Das Buch ist zwar sehr unterhaltsam, jedoch auf keinen Fall leichte Kost. Schonungslos ehrlich spricht der Erzähler über die Gräueltaten, die in Nazi Deutschland stattfanden und nicht selten läuft einem beim Lesen ein Schauer über den Rücken. Auf der einen Seite steht die kindlich unschuldige Sicht Liesels, auf der anderen die abgeklärte erwachsene des Todes. Und mittendrin der/die Lesende, hin- und hergerissen zwischen Hoffnung und unvorstellbaren Tatsachen. Ich habe mich während dem Lesen immer wieder über das Geschilderte erschrocken, obwohl ich über diesen dunklen Teil der deutschen Geschichte Bescheid wusste.
Die Sprache ist einfach und doch sehr tiefgründig. Sie erweckt in den Lesenden schöne wie auch schlimme Bilder. Zusak arbeitet das Thema der Judenverfolgung und das des Krieges in sehr poetischer Art und Weise auf. Bildhafte Vergleiche und Metaphern helfen den Lesenden, die unfassbaren Ereignisse zu verstehen, oder mindestens nachzuvollziehen. Ein weiteres Stilmittel, welches man nicht selten antrifft in diesem Buch sind Vorahnungen. Manchmal kommen diese sogar einem Spoiler ziemlich nahe. Doch trotz oder gerade wegen dieser Hinweise, entsteht ein unglaublicher Spannungsbogen und die Lesenden werden zum Weiterlesen animiert.
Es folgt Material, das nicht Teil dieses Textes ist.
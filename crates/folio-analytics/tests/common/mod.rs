//! Scripted analytics feed shared by the scheduler tests.
#![allow(dead_code)]

use std::collections::HashMap;
use std::sync::atomic::{AtomicUsize, Ordering};
use std::time::Duration;

use folio_analytics::{AnalyticsFeed, AnalyticsSource, SourcePayload};
use folio_client::{SocialOverview, SourceError, SourceResult};

type Responder = Box<dyn Fn() -> SourceResult<SourcePayload> + Send + Sync>;

struct Script {
    latency: Duration,
    respond: Responder,
}

/// Feed whose per-source latency and response are fixed up front.
///
/// Sources without a script fail immediately with a 503.
pub struct ScriptedFeed {
    scripts: HashMap<AnalyticsSource, Script>,
    calls: [AtomicUsize; 3],
}

impl ScriptedFeed {
    pub fn new() -> Self {
        Self {
            scripts: HashMap::new(),
            calls: Default::default(),
        }
    }

    pub fn respond<R>(mut self, source: AnalyticsSource, latency: Duration, respond: R) -> Self
    where
        R: Fn() -> SourceResult<SourcePayload> + Send + Sync + 'static,
    {
        self.scripts.insert(
            source,
            Script {
                latency,
                respond: Box::new(respond),
            },
        );
        self
    }

    /// Number of fetches started for `source`.
    pub fn calls(&self, source: AnalyticsSource) -> usize {
        self.calls[slot(source)].load(Ordering::SeqCst)
    }
}

impl AnalyticsFeed for ScriptedFeed {
    async fn fetch_source(&self, source: AnalyticsSource) -> SourceResult<SourcePayload> {
        self.calls[slot(source)].fetch_add(1, Ordering::SeqCst);
        match self.scripts.get(&source) {
            Some(script) => {
                tokio::time::sleep(script.latency).await;
                (script.respond)()
            }
            None => Err(unavailable(source)),
        }
    }
}

fn slot(source: AnalyticsSource) -> usize {
    usize::from(source.precedence())
}

pub fn unavailable(source: AnalyticsSource) -> SourceError {
    SourceError::HttpStatus {
        status: 503,
        url: format!("http://app.local/{}", source.name()),
    }
}

pub fn overview(reach: f64, posts: f64) -> SourcePayload {
    SourcePayload::SocialOverview(SocialOverview {
        total_reach: Some(reach),
        total_posts: Some(posts),
    })
}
Ein wahres Wortwunder, was Zusak da vollbracht hat. Die ausgereiften, vielschichtigen Figuren, die berührende Geschichte eines jungen Mädchens und der unglaublich philosophische Umgang mit Sprache, machen dieses Buch zu einem Kunstwerk. Auch wenn über 500 Seiten wohl viele Lesende abschrecken, lohnt es sich, jede dieser Seiten zu lesen. Achtung: Wer einmal anfängt, kann nicht mehr aufhören! Ich empfehle das Buch allen weiter, die eine mitreissende und zugleich unfassbar tragische Geschichte lesen möchten, welche das Herz berührt und eine ganz neue Sicht auf das Leben, den Tod und die Kraft der Worte eröffnet.